Its employees have also felt this pain, exist in an environment of fear and anger, and are nowhere near the can-do proud enthusiastic workforce I was introduced to when I first started consulting with this client. The company imposed extreme austerity measures on its workforce … while sitting on huge reserve assets and bragging to Wall Street about how they could weather this recession just fine.

I am proud of myself for quitting. I’ve had other small projects over the last several years, mostly  at this client. But now I need to learn to do something else …”

In my own 20+ years experience as a consultant, I know how difficult it is to walk away from a client, especially in such a tight market. (To those of you considering the ‘glamour’ of going solo, keep in mind: everyday you’re self-employed, you wake up unemployed!) So I’m proud of my friend for having the courage to leave and preserve her mental & physical health, despite the economic uncertainty.

Fellow consultants who care to share: what did it take for you to voluntarily leave a client?

 

4 replies on “Breaking Up (with Clients) is Hard to Do”

Dear Chris, Angelique, and Yvonne:
Thanks for sharing your invaluable experience-based advice. I hope some of this is taught in entrepreurial programs as most business owners will encounter this situation at one time or another.

Great post, Sybil. I’ve ‘resigned’ from clients before. Mostly after discovering they weren’t completely honest in what they wanted from me, and I was not going to be able to deliver what they really expected. But one client was verbally abusive and a tyrant and I had no problem saying good-bye to that one!
Being an entrepreneur means always being on the search for the next good client. They’re out there – it’s a matter of networking, supporting other small biz owners, and being true to yourself. Don’t let clients bully you!

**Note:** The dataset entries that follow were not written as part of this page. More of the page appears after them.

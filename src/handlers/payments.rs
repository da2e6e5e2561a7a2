use crate::errors::ServiceError;
use crate::handlers::AppState;
use crate::services::payments::{CreatePaymentRequest, PaymentCreated, PaymentView};
use crate::ApiResponse;
use axum::{
    extract::{Json, Path, State},
    http::StatusCode,
    routing::{get, post},
    Router,
};
use uuid::Uuid;

/// Start a payment attempt for a pending order
#[utoipa::path(
    post,
    path = "/api/v1/payments",
    request_body = CreatePaymentRequest,
    responses(
        (status = 201, description = "Payment created with the gateway", body = crate::ApiResponse<PaymentCreated>),
        (status = 400, description = "Bad request", body = crate::errors::ErrorResponse),
        (status = 404, description = "Order not found", body = crate::errors::ErrorResponse),
        (status = 502, description = "Gateway refused the payment", body = crate::errors::ErrorResponse),
        (status = 504, description = "Gateway outcome unknown; payment left pending", body = crate::errors::ErrorResponse)
    ),
    tag = "Payments"
)]
pub async fn create_payment(
    State(state): State<AppState>,
    Json(request): Json<CreatePaymentRequest>,
) -> Result<(StatusCode, Json<ApiResponse<PaymentCreated>>), ServiceError> {
    let created = state.services.payments.create_payment(request).await?;
    Ok((StatusCode::CREATED, Json(ApiResponse::success(created))))
}

/// Get payment by ID
#[utoipa::path(
    get,
    path = "/api/v1/payments/{id}",
    params(
        ("id" = Uuid, Path, description = "Payment ID")
    ),
    responses(
        (status = 200, description = "Payment details", body = crate::ApiResponse<PaymentView>),
        (status = 404, description = "Not found", body = crate::errors::ErrorResponse)
    ),
    tag = "Payments"
)]
pub async fn get_payment(
    State(state): State<AppState>,
    Path(payment_id): Path<Uuid>,
) -> Result<Json<ApiResponse<PaymentView>>, ServiceError> {
    let payment = state.services.payments.get_payment(payment_id).await?;
    Ok(Json(ApiResponse::success(payment)))
}

/// Payment routes
pub fn payment_routes() -> Router<AppState> {
    Router::new()
        .route("/", post(create_payment))
        .route("/webhook", post(super::payment_webhooks::payment_webhook))
        .route("/:id", get(get_payment))
}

Funny you should cover this topic. I recently wrote a blog post about five client types you should absolutely fire — and then I chickened out from posting it — fearful that my X-clients would know I was talking about THEM! LOL.
At any rate, a good business owner should ALWAYS be letting the “bottom” 10% of their client base go so that they can make room to bring in new, higher-paying and/or more rewarding clients. This is a continuous, ongoing process that is a MUST if a business is to continue to grow.
Perhaps I’ll have to go ahead and post that blog article after all.
(http://www.richersmarterhappier.com/) But in summary, here are a few clients you should absolutely fire:
– Any client that is not willing to pay for your value, either b/c they think things should take less time, they want “freebie” hours or they are always negotiating your rates down
– Any client that is extremely high maintenance as it will destroy your profitability
– Any client that believes EVERYTHING is an emergency, forcing you to put other client work on hold to address their needs
Hope that helps! -Angelique

Over 17 years of business under my own flag, I’ve been fortunate to have a great many wonderful clients. But there were four that I had to resign.
One asked me to violate ethical standards and threatened to withhold payment when I refused to issue a report in a format that they could further edit in order to mislead investors and regulators.
I had to resign another because they were so slow paying. (We’re talking 4-6 months slow.) They were the source of a lot of work, and in that most of the work we were doing was for the federal government they were actually breaking the law when they sat on my invoices after they had been paid by the feds. Resigning this client was a very costly decision–they accounted for almost a quarter of my work in those years–but I simply could not carry their overhead for that long, especially after I learned that they were essentially financing their own ongoing operations on the backs of their subcontractors.
The last two were clients who simply wasted and abused my time. They occupied days and sometimes weeks of time with frivolous, unbillable meetings. I’m willing to put in a lot of unbillable time on behalf of clients in the name of becoming a trusted ally and creating goodwill. But both of these clients abused that courtesy, one knowingly and one as a result of its own dysfunctional organization.